Download or read book Advanced Spatial Modeling with Stochastic Partial Differential Equations Using R and INLA written by Elias T. Krainski and published by CRC Press. This book was released on 2018-12-07 with total page 284 pages. Available in PDF, EPUB and Kindle. Book excerpt: Modeling spatial and spatio-temporal continuous processes is an important and challenging problem in spatial statistics. Advanced Spatial Modeling with Stochastic Partial Differential Equations Using R and INLA describes in detail the stochastic partial differential equations (SPDE) approach for modeling continuous spatial processes with a Matérn covariance, which has been implemented using the integrated nested Laplace approximation (INLA) in the R-INLA package. Key concepts about modeling spatial processes and the SPDE approach are explained with examples using simulated data and real applications. This book has been authored by leading experts in spatial statistics, including the main developers of the INLA and SPDE methodologies and the R-INLA package.
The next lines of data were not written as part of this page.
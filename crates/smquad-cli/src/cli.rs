//! smquad CLI - closed-loop quadrotor simulation runner

use anyhow::{Context, Result};
use clap::{Parser, ValueEnum};
use std::path::PathBuf;

use smquad_core::simulation::{SimConfig, SimHistory, Simulator, Trajectory};

#[derive(Parser, Debug)]
#[command(name = "smquad")]
#[command(about = "Sliding-mode quadrotor control simulator")]
#[command(version)]
pub struct Args {
    /// Output directory
    #[arg(short, long, default_value = "output")]
    output_dir: PathBuf,

    /// Output file format
    #[arg(short, long, value_enum, default_value = "csv")]
    format: OutputFormat,

    /// Skip writing the history file
    #[arg(long)]
    no_export: bool,

    // ── Simulation parameters ─────────────────────────────────
    /// Simulated duration [s]
    #[arg(long, default_value_t = 100.0)]
    duration: f64,

    /// Integration time step [s]
    #[arg(long, default_value_t = 0.1)]
    dt: f64,

    /// Run the plant 25% heavier than the controller assumes
    #[arg(long)]
    mass_mismatch: bool,

    // ── Trajectory options ────────────────────────────────────
    #[arg(long, value_enum, default_value = "circle")]
    trajectory: TrajectoryKind,

    /// Circle radius [m]
    #[arg(long, default_value_t = 1.0)]
    radius: f64,

    /// Circle angular rate [rad/s]
    #[arg(long, default_value_t = 0.1)]
    angular_rate: f64,

    /// Commanded altitude [m]
    #[arg(long, default_value_t = 1.0)]
    altitude: f64,

    /// Hold setpoint x [m]
    #[arg(long, default_value_t = 0.5)]
    hold_x: f64,

    /// Hold setpoint y [m]
    #[arg(long, default_value_t = 1.0)]
    hold_y: f64,

    /// Commanded yaw [rad]
    #[arg(long, default_value_t = 0.0)]
    yaw: f64,
}

#[derive(Debug, Clone, Copy, ValueEnum)]
enum TrajectoryKind {
    /// Horizontal circle at constant altitude
    Circle,
    /// Hold a fixed setpoint
    Hold,
}

#[derive(Debug, Clone, Copy, ValueEnum)]
enum OutputFormat {
    Csv,
    Json,
}

pub fn run(args: Args) -> Result<()> {
    println!("smquad (sliding-mode quadrotor simulator)");
    println!("=========================================\n");

    let config = build_config(&args);
    let mut sim = Simulator::new(config).context("invalid simulation configuration")?;

    println!(
        "Running {} steps at dt = {} s...",
        sim.config().num_steps(),
        args.dt
    );
    sim.run();

    print_stats(&sim);

    if !args.no_export {
        write_output(&args, sim.history())?;
    }

    Ok(())
}

fn build_config(args: &Args) -> SimConfig {
    let trajectory = match args.trajectory {
        TrajectoryKind::Circle => Trajectory::Circle {
            radius: args.radius,
            angular_rate: args.angular_rate,
            altitude: args.altitude,
            yaw: args.yaw,
        },
        TrajectoryKind::Hold => Trajectory::Hold {
            x: args.hold_x,
            y: args.hold_y,
            z: args.altitude,
            yaw: args.yaw,
        },
    };

    SimConfig {
        dt: args.dt,
        duration: args.duration,
        mass_mismatch: args.mass_mismatch,
        trajectory,
        ..SimConfig::default()
    }
}

fn print_stats(sim: &Simulator) {
    let history = sim.history();
    let final_state = sim.state();

    let (mut max_err, mut sum_err) = (0.0_f64, 0.0_f64);
    for i in 0..history.len() {
        let ex = history.states[i].x() - history.desired[i].x();
        let ey = history.states[i].y() - history.desired[i].y();
        let err = (ex * ex + ey * ey).sqrt();
        max_err = max_err.max(err);
        sum_err += err;
    }
    let mean_err = sum_err / history.len().max(1) as f64;

    println!("\nSimulation Stats:");
    println!("  Steps:               {}", history.len());
    println!("  Simulated time:      {:.2} s", sim.time());
    println!(
        "  Final position:      ({:.3}, {:.3}, {:.3}) m",
        final_state.x(),
        final_state.y(),
        final_state.z()
    );
    println!("  Mean tracking error: {:.4} m", mean_err);
    println!("  Max tracking error:  {:.4} m", max_err);
    if !final_state.is_finite() {
        println!("  WARNING: state diverged (non-finite values present)");
    }
    println!("-----------------------------");
}

fn write_output(args: &Args, history: &SimHistory) -> Result<()> {
    std::fs::create_dir_all(&args.output_dir)
        .with_context(|| format!("creating output directory {:?}", args.output_dir))?;

    let path = match args.format {
        OutputFormat::Csv => {
            let path = args.output_dir.join("simulation.csv");
            write_csv(&path, history)?;
            path
        }
        OutputFormat::Json => {
            let path = args.output_dir.join("simulation.json");
            let json = serde_json::to_string_pretty(history)?;
            std::fs::write(&path, json)?;
            path
        }
    };

    println!("History written to {:?}", path);
    Ok(())
}

fn write_csv(path: &PathBuf, history: &SimHistory) -> Result<()> {
    let mut wtr = csv::Writer::from_path(path)?;

    wtr.write_record([
        "time",
        "z",
        "z_rate",
        "x",
        "x_rate",
        "y",
        "y_rate",
        "roll",
        "roll_rate",
        "pitch",
        "pitch_rate",
        "yaw",
        "yaw_rate",
        "force_x",
        "force_y",
        "force_z",
        "torque_roll",
        "torque_pitch",
        "torque_yaw",
        "desired_x",
        "desired_y",
        "desired_z",
        "thrust",
        "reaction_torque",
    ])?;

    for i in 0..history.len() {
        let state = &history.states[i];
        let act = &history.actuations[i];
        let desired = &history.desired[i];

        let mut row = vec![format!("{:.4}", history.times[i])];
        row.extend(state.as_slice().iter().map(|v| format!("{:.6}", v)));
        row.extend(act.to_array().iter().map(|v| format!("{:.6}", v)));
        row.push(format!("{:.6}", desired.x()));
        row.push(format!("{:.6}", desired.y()));
        row.push(format!("{:.6}", desired.z()));
        row.push(format!("{:.6}", history.thrusts[i]));
        row.push(format!("{:.6}", history.reaction_torques[i]));
        wtr.write_record(&row)?;
    }

    wtr.flush()?;
    Ok(())
}
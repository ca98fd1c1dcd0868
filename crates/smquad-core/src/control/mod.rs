//! Sliding-mode control
//!
//! - Gains, controller memory, acceleration feed-forward
//! - The six-channel sliding-mode controller and its two-stage control cycle
//! - Attitude setpoint back-solve from horizontal force commands

pub mod gains;
pub mod setpoint;
pub mod sliding;

pub use gains::*;
pub use setpoint::*;
pub use sliding::*;
use anyhow::Result;
use clap::Parser;

mod cli;

fn main() -> Result<()> {
    cli::run(cli::Args::parse())
}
It also includes a wide range of applications: * Spatial and spatio-temporal models for continuous outcomes * Analysis of spatial and spatio-temporal point patterns * Coregionalization spatial and spatio-temporal models * Measurement error spatial models * Modeling preferential sampling * Spatial and spatio-temporal models with physical barriers * Survival analysis with spatial effects * Dynamic space-time regression * Spatial and spatio-temporal models for extremes * Hurdle models with spatial effects * Penalized Complexity priors for spatial models All the examples in the book are fully reproducible. Further information about this book, as well as the R code and datasets used, is available from the book website at http://www.r-inla.org/spde-book. The tools described in this book will be useful to researchers in many fields such as biostatistics, spatial statistics, environmental sciences, epidemiology, ecology and others. Graduate and Ph.D. students will also find this book and associated files a valuable resource to learn INLA and the SPDE approach for spatial modeling.
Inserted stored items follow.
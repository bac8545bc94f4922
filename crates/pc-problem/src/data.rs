//! In-memory problem-data store.

use std::collections::BTreeMap;

use serde::{Deserialize, Serialize};

/// Well-known element names written by problem collectors.
pub mod elements {
    /// Path of the crashed executable.
    pub const EXECUTABLE: &str = "executable";
    /// Process id of the crashed process.
    pub const PID: &str = "pid";
    /// Language/runtime exception type, when the problem is an exception.
    pub const EXCEPTION_TYPE: &str = "exception_type";
    /// One-line human-readable reason.
    pub const REASON: &str = "reason";
    /// Name of the function the crash occurred in.
    pub const CRASH_FUNCTION: &str = "crash_function";
    /// Command line of the crashed process.
    pub const CMDLINE: &str = "cmdline";
    /// Distribution component the executable belongs to.
    pub const COMPONENT: &str = "component";
    /// Package name.
    pub const PKG_NAME: &str = "pkg_name";
    /// Package version.
    pub const PKG_VERSION: &str = "pkg_version";
    /// Package release.
    pub const PKG_RELEASE: &str = "pkg_release";
    /// Package signing fingerprint.
    pub const PKG_FINGERPRINT: &str = "pkg_fingerprint";
    /// Destinations this problem was already reported to.
    pub const REPORTED_TO: &str = "reported_to";
    /// Problem type (CCpp, Python, Kerneloops, ...).
    pub const TYPE: &str = "type";
    /// User id the crashed process ran under.
    pub const UID: &str = "uid";
    /// Full backtrace text.
    pub const BACKTRACE: &str = "backtrace";
    /// Free-text user comment.
    pub const COMMENT: &str = "comment";
}

/// One element of a problem report: content plus its classification.
///
/// Binary items carry raw bytes and are never mirrored into log records;
/// text items are valid UTF-8 with the storage-convention trailing newline
/// already stripped.
#[derive(Debug, Clone, PartialEq, Eq, Serialize, Deserialize)]
#[serde(tag = "kind", content = "content", rename_all = "snake_case")]
pub enum ProblemItem {
    Text(String),
    Binary(Vec<u8>),
}

impl ProblemItem {
    /// Text content, or `None` for binary items.
    pub fn as_text(&self) -> Option<&str> {
        match self {
            ProblemItem::Text(text) => Some(text),
            ProblemItem::Binary(_) => None,
        }
    }

    pub fn is_text(&self) -> bool {
        matches!(self, ProblemItem::Text(_))
    }

    /// Content length in bytes.
    pub fn len(&self) -> usize {
        match self {
            ProblemItem::Text(text) => text.len(),
            ProblemItem::Binary(bytes) => bytes.len(),
        }
    }

    pub fn is_empty(&self) -> bool {
        self.len() == 0
    }
}

/// One problem report's elements, keyed by element name.
///
/// Enumeration order is the sorted element-name order, so consumers that
/// mirror "all elements" produce deterministic output.
#[derive(Debug, Clone, Default, PartialEq, Eq, Serialize, Deserialize)]
pub struct ProblemData {
    items: BTreeMap<String, ProblemItem>,
}

impl ProblemData {
    pub fn new() -> Self {
        Self::default()
    }

    /// Inserts an element, replacing any previous item of that name.
    pub fn insert(&mut self, name: impl Into<String>, item: ProblemItem) {
        self.items.insert(name.into(), item);
    }

    /// Inserts a text element, replacing any previous item of that name.
    pub fn insert_text(&mut self, name: impl Into<String>, content: impl Into<String>) {
        self.items
            .insert(name.into(), ProblemItem::Text(content.into()));
    }

    /// Inserts a binary element, replacing any previous item of that name.
    pub fn insert_binary(&mut self, name: impl Into<String>, content: Vec<u8>) {
        self.items.insert(name.into(), ProblemItem::Binary(content));
    }

    pub fn get(&self, name: &str) -> Option<&ProblemItem> {
        self.items.get(name)
    }

    /// Text content of an element, or `None` when absent or binary.
    pub fn content(&self, name: &str) -> Option<&str> {
        self.get(name).and_then(ProblemItem::as_text)
    }

    pub fn contains(&self, name: &str) -> bool {
        self.items.contains_key(name)
    }

    /// Element names in enumeration order.
    pub fn names(&self) -> impl Iterator<Item = &str> {
        self.items.keys().map(String::as_str)
    }

    /// Elements with their items, in enumeration order.
    pub fn iter(&self) -> impl Iterator<Item = (&str, &ProblemItem)> {
        self.items.iter().map(|(name, item)| (name.as_str(), item))
    }

    pub fn len(&self) -> usize {
        self.items.len()
    }

    pub fn is_empty(&self) -> bool {
        self.items.is_empty()
    }
}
Book Theory of Spatial Statistics

Download or read book Theory of Spatial Statistics written by M.N.M. van Lieshout and published by CRC Press. This book was released on 2019-03-19 with total page 162 pages. Available in PDF, EPUB and Kindle. Book excerpt: Theory of Spatial Statistics: A Concise Introduction presents the most important models used in spatial statistics, including random fields and point processes, from a rigorous mathematical point of view and shows how to carry out statistical inference. It contains full proofs, real-life examples and theoretical exercises. Solutions to the latter are available in an appendix. Assuming maturity in probability and statistics, these concise lecture notes are self-contained and cover enough material for a semester course. They may also serve as a reference book for researchers. Features * Presents the mathematical foundations of spatial statistics. * Contains worked examples from mining, disease mapping, forestry, soil and environmental science, and criminology. * Gives pointers to the literature to facilitate further study. * Provides example code in R to encourage the student to experiment. * Offers exercises and their solutions to test and deepen understanding. The book is suitable for postgraduate and advanced undergraduate students in mathematics and statistics.
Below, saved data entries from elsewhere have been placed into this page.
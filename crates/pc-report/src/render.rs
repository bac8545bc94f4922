//! Report rendering.

use once_cell::sync::Lazy;
use regex::Regex;
use serde::{Deserialize, Serialize};
use tracing::debug;

use pc_problem::data::elements;
use pc_problem::ProblemData;

use crate::template::{FormatTemplate, Section, SectionItem};

static RE_PLACEHOLDER: Lazy<Regex> = Lazy::new(|| Regex::new(r"%([A-Za-z0-9_]+)%").unwrap());

/// Knobs for backtrace truncation.
#[derive(Debug, Clone, Copy, PartialEq, Eq, Serialize, Deserialize)]
pub struct FormatSettings {
    /// Frame lines kept when a backtrace is truncated.
    pub max_frames: usize,

    /// Backtraces up to this many bytes render in full; `0` always truncates.
    pub full_text_limit: usize,
}

impl Default for FormatSettings {
    fn default() -> Self {
        Self {
            max_frames: 10,
            full_text_limit: 4096,
        }
    }
}

/// A rendered report: one-line summary plus optional description block.
#[derive(Debug, Clone, PartialEq, Eq, Serialize, Deserialize)]
pub struct Report {
    pub summary: String,
    pub description: Option<String>,
}

impl FormatTemplate {
    /// Renders a report from problem data.
    ///
    /// Missing and binary elements substitute as empty in the summary and
    /// are skipped in description sections; a section with nothing to show
    /// is omitted entirely.
    pub fn render(&self, data: &ProblemData, settings: &FormatSettings) -> Report {
        let summary = substitute_placeholders(&self.summary, data);

        let blocks: Vec<String> = self
            .sections
            .iter()
            .filter_map(|section| render_section(section, data, settings))
            .collect();
        let description = if blocks.is_empty() {
            None
        } else {
            Some(blocks.join("\n\n"))
        };

        debug!(
            summary_len = summary.len(),
            sections = blocks.len(),
            "rendered report"
        );
        Report {
            summary,
            description,
        }
    }
}

fn substitute_placeholders(template: &str, data: &ProblemData) -> String {
    RE_PLACEHOLDER
        .replace_all(template, |caps: &regex::Captures<'_>| {
            data.content(&caps[1]).unwrap_or_default().to_string()
        })
        .into_owned()
}

fn render_section(
    section: &Section,
    data: &ProblemData,
    settings: &FormatSettings,
) -> Option<String> {
    let mut lines: Vec<String> = Vec::new();
    for item in &section.items {
        match item {
            SectionItem::Labeled(name) => {
                let Some(value) = data.content(name) else {
                    continue;
                };
                if value.is_empty() {
                    continue;
                }
                if value.contains('\n') {
                    lines.push(format!("{name}:\n{value}"));
                } else {
                    lines.push(format!("{name}: {value}"));
                }
            }
            SectionItem::Bare(name) => match data.content(name) {
                Some(value) if !value.is_empty() => lines.push(value.to_string()),
                _ => {}
            },
            SectionItem::ShortBacktrace => {
                let Some(backtrace) = data.content(elements::BACKTRACE) else {
                    continue;
                };
                let shortened = short_backtrace(backtrace, settings);
                if !shortened.is_empty() {
                    lines.push(shortened);
                }
            }
        }
    }

    if lines.is_empty() {
        return None;
    }
    let mut block = format!("{}:\n", section.header);
    block.push_str(&lines.join("\n"));
    Some(block)
}

/// Truncates a backtrace per the settings.
///
/// The short form keeps the first `max_frames` frame lines (gdb-style
/// leading `#` after indentation); a backtrace with no frame lines keeps
/// its first `max_frames` lines instead.
fn short_backtrace(backtrace: &str, settings: &FormatSettings) -> String {
    if settings.full_text_limit > 0 && backtrace.len() <= settings.full_text_limit {
        return backtrace.to_string();
    }

    let frames: Vec<&str> = backtrace
        .lines()
        .filter(|line| line.trim_start().starts_with('#'))
        .take(settings.max_frames)
        .collect();
    if !frames.is_empty() {
        return frames.join("\n");
    }
    backtrace
        .lines()
        .take(settings.max_frames)
        .collect::<Vec<_>>()
        .join("\n")
}

#[cfg(test)]
mod tests {
    use super::*;

    fn sample_data() -> ProblemData {
        let mut data = ProblemData::new();
        data.insert_text(elements::REASON, "will_segfault killed by SIGSEGV");
        data.insert_text(elements::EXECUTABLE, "/usr/bin/will_segfault");
        data.insert_text(elements::PID, "4242");
        data.insert_binary("coredump", vec![0x7f, b'E', b'L', b'F']);
        data
    }

    #[test]
    fn test_default_template_renders_reason() {
        let report = FormatTemplate::default().render(&sample_data(), &FormatSettings::default());
        assert_eq!(report.summary, "will_segfault killed by SIGSEGV");
        assert_eq!(report.description, None);
    }

    #[test]
    fn test_summary_substitutes_missing_and_binary_as_empty() {
        let template = FormatTemplate::parse("%summary:: [%executable%|%nope%|%coredump%]").unwrap();
        let report = template.render(&sample_data(), &FormatSettings::default());
        assert_eq!(report.summary, "[/usr/bin/will_segfault||]");
    }

    #[test]
    fn test_labeled_items_single_and_multiline() {
        let mut data = sample_data();
        data.insert_text("maps", "0x1000 r-xp\n0x2000 rw-p");
        let template = FormatTemplate::parse("%summary:: s\nProcess:: pid,maps").unwrap();

        let report = template.render(&data, &FormatSettings::default());
        assert_eq!(
            report.description.as_deref(),
            Some("Process:\npid: 4242\nmaps:\n0x1000 r-xp\n0x2000 rw-p")
        );
    }

    #[test]
    fn test_bare_item_renders_raw_value() {
        let mut data = sample_data();
        data.insert_text(elements::COMMENT, "it crashed again");
        let template = FormatTemplate::parse("%summary:: s\nComment:: %comment").unwrap();

        let report = template.render(&data, &FormatSettings::default());
        assert_eq!(report.description.as_deref(), Some("Comment:\nit crashed again"));
    }

    #[test]
    fn test_section_with_only_absent_elements_is_omitted() {
        let template =
            FormatTemplate::parse("%summary:: s\nPackage:: pkg_name,pkg_version\nProcess:: pid")
                .unwrap();
        let report = template.render(&sample_data(), &FormatSettings::default());
        assert_eq!(report.description.as_deref(), Some("Process:\npid: 4242"));
    }

    #[test]
    fn test_binary_elements_are_skipped() {
        let template = FormatTemplate::parse("%summary:: s\nDump:: coredump").unwrap();
        let report = template.render(&sample_data(), &FormatSettings::default());
        assert_eq!(report.description, None);
    }

    #[test]
    fn test_sections_joined_by_blank_line() {
        let mut data = sample_data();
        data.insert_text(elements::CMDLINE, "/usr/bin/will_segfault --now");
        let template =
            FormatTemplate::parse("%summary:: s\nProcess:: pid\nCommand:: cmdline").unwrap();

        let report = template.render(&data, &FormatSettings::default());
        assert_eq!(
            report.description.as_deref(),
            Some("Process:\npid: 4242\n\nCommand:\ncmdline: /usr/bin/will_segfault --now")
        );
    }

    #[test]
    fn test_short_backtrace_full_when_under_limit() {
        let mut data = sample_data();
        data.insert_text(elements::BACKTRACE, "#0 crash()\n#1 main()");
        let template = FormatTemplate::parse("%summary:: s\nBacktrace:: %short_backtrace").unwrap();

        let report = template.render(&data, &FormatSettings::default());
        assert_eq!(
            report.description.as_deref(),
            Some("Backtrace:\n#0 crash()\n#1 main()")
        );
    }

    #[test]
    fn test_short_backtrace_truncates_to_frame_lines() {
        let backtrace = "Core was generated by `./will_segfault'.\n\
                         #0  0x0000 in crash ()\n\
                         No symbol table info available.\n\
                         #1  0x0001 in f ()\n\
                         #2  0x0002 in g ()\n\
                         #3  0x0003 in main ()";
        let settings = FormatSettings {
            max_frames: 2,
            full_text_limit: 0,
        };
        assert_eq!(
            short_backtrace(backtrace, &settings),
            "#0  0x0000 in crash ()\n#1  0x0001 in f ()"
        );
    }

    #[test]
    fn test_short_backtrace_without_frame_lines_keeps_head() {
        let backtrace = "Traceback (most recent call last):\n  File \"app.py\", line 1\nValueError";
        let settings = FormatSettings {
            max_frames: 2,
            full_text_limit: 0,
        };
        assert_eq!(
            short_backtrace(backtrace, &settings),
            "Traceback (most recent call last):\n  File \"app.py\", line 1"
        );
    }

    #[test]
    fn test_limit_zero_always_truncates() {
        let settings = FormatSettings {
            max_frames: 1,
            full_text_limit: 0,
        };
        assert_eq!(short_backtrace("#0 a\n#1 b", &settings), "#0 a");
    }
}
Book An Introduction to the Theory of Point Processes

Download or read book An Introduction to the Theory of Point Processes written by D.J. Daley and published by Springer. This book was released on 2003-11-14 with total page 471 pages. Available in PDF, EPUB and Kindle. Book excerpt: Point processes and random measures find wide applicability in telecommunications, earthquakes, image analysis, spatial point patterns, and stereology, to name but a few areas. The authors have made a major reshaping of their work in their first edition of 1988 and now present their Introduction to the Theory of Point Processes in two volumes with sub-titles Elementary Theory and Models and General Theory and Structure. Volume One contains the introductory chapters from the first edition, together with an informal treatment of some of the later material intended to make it more accessible to readers primarily interested in models and applications. The main new material in this volume relates to marked point processes and to processes evolving in time, where the conditional intensity methodology provides a basis for model building, inference, and prediction. There are abundant examples whose purpose is both didactic and to illustrate further applications of the ideas and models that are the main substance of the text.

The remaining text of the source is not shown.